Each entry needs to be restated exactly as written.

==== INPUT

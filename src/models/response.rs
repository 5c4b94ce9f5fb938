use serde::Serialize;

use crate::models::status::NotificationStatus;
use crate::queue::QueueStats;

#[derive(Debug, Clone, Serialize)]
#[serde(rename_all = "camelCase")]
pub struct EnqueueResponse {
    pub success: bool,
    pub notification_id: String,
    pub status: &'static str,
}

impl EnqueueResponse {
    pub fn queued(notification_id: String) -> Self {
        Self {
            success: true,
            notification_id,
            status: "queued",
        }
    }
}

#[derive(Debug, Clone, Serialize)]
#[serde(rename_all = "camelCase")]
pub struct BulkEnqueueResponse {
    pub success: bool,
    pub notification_ids: Vec<String>,
}

#[derive(Debug, Clone, Serialize)]
pub struct StatusResponse {
    pub success: bool,
    pub status: NotificationStatus,
}

#[derive(Debug, Clone, Serialize)]
pub struct StatsResponse {
    pub success: bool,
    pub stats: QueueStats,
}

#[derive(Debug, Clone, Serialize)]
pub struct ErrorResponse {
    pub success: bool,
    pub error: String,
    pub message: String,
}

impl ErrorResponse {
    pub fn new(error: impl Into<String>, message: impl Into<String>) -> Self {
        Self {
            success: false,
            error: error.into(),
            message: message.into(),
        }
    }
}
pub mod api;
pub mod config;
pub mod models;
pub mod queue;
pub mod transports;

========

EXPECTED ANSWER:
filename src/models/response.rs
repository 5c4b94ce9f5fb938
use serde::Serialize;

use crate::models::status::NotificationStatus;
use crate::queue::QueueStats;

#[derive(Debug, Clone, Serialize)]
#[serde(rename_all = "camelCase")]
pub struct EnqueueResponse {
    pub success: bool,
    pub notification_id: String,
    pub status: &'static str,
}

impl EnqueueResponse {
    pub fn queued(notification_id: String) -> Self {
        Self {
            success: true,
            notification_id,
            status: "queued",
        }
    }
}

#[derive(Debug, Clone, Serialize)]
#[serde(rename_all = "camelCase")]
pub struct BulkEnqueueResponse {
    pub success: bool,
    pub notification_ids: Vec<String>,
}

#[derive(Debug, Clone, Serialize)]
pub struct StatusResponse {
    pub success: bool,
    pub status: NotificationStatus,
}

#[derive(Debug, Clone, Serialize)]
pub struct StatsResponse {
    pub success: bool,
    pub stats: QueueStats,
}

#[derive(Debug, Clone, Serialize)]
pub struct ErrorResponse {
    pub success: bool,
    pub error: String,
    pub message: String,
}

impl ErrorResponse {
    pub fn new(error: impl Into<String>, message: impl Into<String>) -> Self {
        Self {
            success: false,
            error: error.into(),
            message: message.into(),
        }
    }
}
pub mod api;
pub mod config;
pub mod models;
pub mod queue;
pub mod transports;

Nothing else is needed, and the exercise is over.